Vaccines have become synonymous to needles, and for a lot of people they’re the subject of horror stories since childhood. Typically, a vaccine works by injecting an inactive virus into the body, such that when the real virus reaches the host body, the immune system will be quick to act and destroy it before it gets a chance to spread. This doesn’t always work, however, and can prove to be risky in the case of some diseases. For some years now, scientists have been researching DNA as an alternative to vaccines, and recent advancements seem to indicate that the world of the future might renounce its needles in favor of a safer and better method.
For some 20 years now, scientists working closely with DNA coding for viral proteins have found that these induce strong immune responses in rodents. When tested on human, however, results were far from being considered promising. A novel delivering technique from MIT scientists that relies on a type of vaccine delivery film holds great prospects for improving the effectiveness of DNA vaccines. Results on rodents and primates so far have been fantastic, and if the method can be deemed transmissible to humans than the DNA vaccine might overcome not only the safety risks associated with vaccines for certain types of infections and diseases, like HIV, but also those associated with stability. A DNA vaccine can be easily and safely stored and shipped at room temperature – a very important feature especially in impoverished areas.
Actually the MIT vaccine, described in a paper in the journal Nature Materials, isn’t a vaccine in the first place, not in the traditional view of it at least. Instead of injecting its payload through a syringe, “you just apply the patch for a few minutes, take it off and it leaves behind these thin polymer films embedded in the skin,” according to Darrell Irvine, an MIT professor of biological engineering and materials science and engineering.
DNA vaccines
Previous methods of inserting DNA relied on a technique called electroporation. Basically, DNA is first injected under the skin, then electrodes are attached to the area where an electric field is created. This makes the small pores of the skin membrane cells to open up a tad, just enough to allow the DNA inside. Injection? Electric shocks? You can imagine this method didn’t caught on with the public too much, besides results vary too much for it to be deemed effective and the logistics required to perform the operation are too complex for some developing regions of the world.
The patch Irvine and colleagues developed is made out of many layers of polymer embedded with the required DNA vaccine. This patch is implanted under the skin using microneedles (I know I said there weren’t any needles anymore, but common, right?) that penetrate about half a millimiter into the skin – just enough for the DNA to reach the immune cell, but not enough to cause pain. Once in position, it slowly, but surely releases the vaccine upon coming in contact with water. As the film breaks apart, the DNA strands become tangled up with pieces of the polymer, which protect the DNA and help it get inside cells. All the materials are biodegradable.
“It’s an interesting approach that can be applied not just to delivery of DNA-based vaccine antigens, but other small molecules,” says Michele Kutzler, an assistant professor at Drexel University College of Medicine, who was not part of the research team.
One of the key points of the new DNA patch vaccine is that it also contains an adjuvant molecule (could be strands of RNA that resemble viral RNA) that cause inflammation in the area, alerting swarms of immune cells, thus improving immune response.
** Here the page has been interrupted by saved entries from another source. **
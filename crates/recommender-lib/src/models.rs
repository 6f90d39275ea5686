//! Core data models for the configuration recommender

use serde::{de, Deserialize, Deserializer, Serialize};
use serde_json::{Map, Value};

/// Telemetry field names the inference boundary refuses to do without
pub const REQUIRED_METRICS: [&str; 3] = ["CPUUtilization", "NetworkIn", "NetworkOut"];

/// Raw telemetry submitted for inference, keyed by metric name
///
/// Values are kept exactly as submitted; coercion happens in the normalizer.
#[derive(Debug, Clone, Default, PartialEq, Serialize, Deserialize)]
#[serde(transparent)]
pub struct TelemetryRecord(Map<String, Value>);

impl TelemetryRecord {
    pub fn new() -> Self {
        Self(Map::new())
    }

    pub fn get(&self, field: &str) -> Option<&Value> {
        self.0.get(field)
    }

    pub fn contains(&self, field: &str) -> bool {
        self.0.contains_key(field)
    }

    pub fn insert(&mut self, field: impl Into<String>, value: impl Into<Value>) {
        self.0.insert(field.into(), value.into());
    }

    pub fn len(&self) -> usize {
        self.0.len()
    }

    pub fn is_empty(&self) -> bool {
        self.0.is_empty()
    }

    /// Builder-style insert, mostly useful in tests and the CLI
    pub fn with(mut self, field: impl Into<String>, value: impl Into<Value>) -> Self {
        self.insert(field, value);
        self
    }
}

impl From<Map<String, Value>> for TelemetryRecord {
    fn from(map: Map<String, Value>) -> Self {
        Self(map)
    }
}

/// Body of a recommendation request
///
/// Scalar instance ids are accepted as their string form; falsy ones (`null`,
/// `false`, `0`, `""`) count as missing. `"metrics": null` is an empty record.
#[derive(Debug, Clone, Default, Serialize, Deserialize)]
pub struct InferenceRequest {
    #[serde(default, deserialize_with = "instance_id_from_json")]
    pub instance_id: Option<String>,
    #[serde(default, deserialize_with = "metrics_from_json")]
    pub metrics: TelemetryRecord,
}

fn instance_id_from_json<'de, D: Deserializer<'de>>(
    deserializer: D,
) -> Result<Option<String>, D::Error> {
    match Option::<Value>::deserialize(deserializer)? {
        None | Some(Value::Null) | Some(Value::Bool(false)) => Ok(None),
        Some(Value::Bool(true)) => Ok(Some("true".to_string())),
        Some(Value::String(id)) => Ok(Some(id)),
        Some(Value::Number(n)) if n.as_f64() == Some(0.0) => Ok(None),
        Some(Value::Number(n)) => Ok(Some(n.to_string())),
        Some(other) => Err(de::Error::custom(format!(
            "instance_id must be a string or number, got {other}"
        ))),
    }
}

fn metrics_from_json<'de, D: Deserializer<'de>>(
    deserializer: D,
) -> Result<TelemetryRecord, D::Error> {
    Ok(Option::<TelemetryRecord>::deserialize(deserializer)?.unwrap_or_default())
}

impl InferenceRequest {
    pub fn new(instance_id: impl Into<String>, metrics: TelemetryRecord) -> Self {
        Self {
            instance_id: Some(instance_id.into()),
            metrics,
        }
    }
}

/// Ordered numeric encoding of a telemetry record, one value per model feature
#[derive(Debug, Clone, PartialEq, Serialize, Deserialize)]
pub struct FeatureVector {
    pub values: Vec<f64>,
    /// Features whose value fell back to the default during normalization
    pub defaulted: Vec<String>,
}

impl FeatureVector {
    pub fn as_slice(&self) -> &[f64] {
        &self.values
    }

    pub fn len(&self) -> usize {
        self.values.len()
    }

    pub fn is_empty(&self) -> bool {
        self.values.is_empty()
    }
}

/// Decoded model output
#[derive(Debug, Clone, PartialEq, Eq, Serialize, Deserialize)]
pub struct Recommendation {
    #[serde(rename = "recommended_ec2")]
    pub compute_class: String,
    #[serde(rename = "recommended_storage")]
    pub storage_class: String,
    #[serde(rename = "recommended_scaling_action")]
    pub scaling_action: String,
}

/// Subset of the submitted telemetry echoed back with a recommendation
#[derive(Debug, Clone, Default, PartialEq, Serialize, Deserialize)]
pub struct RelevantMetrics {
    #[serde(rename = "CPUUtilization")]
    pub cpu_utilization: Option<Value>,
    #[serde(rename = "NetworkIn")]
    pub network_in: Option<Value>,
    #[serde(rename = "NetworkOut")]
    pub network_out: Option<Value>,
    #[serde(rename = "DiskReadOps")]
    pub disk_read_ops: Option<Value>,
    #[serde(rename = "DiskWriteOps")]
    pub disk_write_ops: Option<Value>,
}

impl RelevantMetrics {
    pub fn from_record(record: &TelemetryRecord) -> Self {
        let pick = |field: &str| record.get(field).cloned();
        Self {
            cpu_utilization: pick("CPUUtilization"),
            network_in: pick("NetworkIn"),
            network_out: pick("NetworkOut"),
            disk_read_ops: pick("DiskReadOps"),
            disk_write_ops: pick("DiskWriteOps"),
        }
    }
}

/// Result of one successful inference
#[derive(Debug, Clone, PartialEq, Serialize, Deserialize)]
pub struct RecommendationResult {
    pub instance_id: String,
    pub metrics: RelevantMetrics,
    pub recommendation: Recommendation,
}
Any kind of disease can fought against with coded DNA
Tests with mice proved to be on par or better than that achieved with electroporation. To test if these polymer DNA vaccine solicits a response for primates, the scientists engineered DNA that codes for proteins from the simian form of HIV to macaque skin samples cultured in the lab. In skin treated with the film, DNA was easily detectable, while DNA injected alone was quickly broken down.
“The hope is that that’s an indication that this will translate to large animals and hopefully humans,” Irvine says.
More tests on non-primate animals will continue in order to gather data, but if found promising and transmittable to humans, the DNA vaccine might prove to be a huge breakthrough for medicine. A DNA vaccine could be made to tackle just about any kind of disease, and as antibiotics become ever difficult to manufacture due to drug resistant viruses and diseases, this might prove to be the ultimate weapon.
“If you’re making a protein vaccine, every protein has its little quirks, and there are manufacturing issues that have to be solved to scale it up to humans. If you had a DNA platform, the DNA is going to behave the same no matter what antigen it’s encoding,” Irvine says.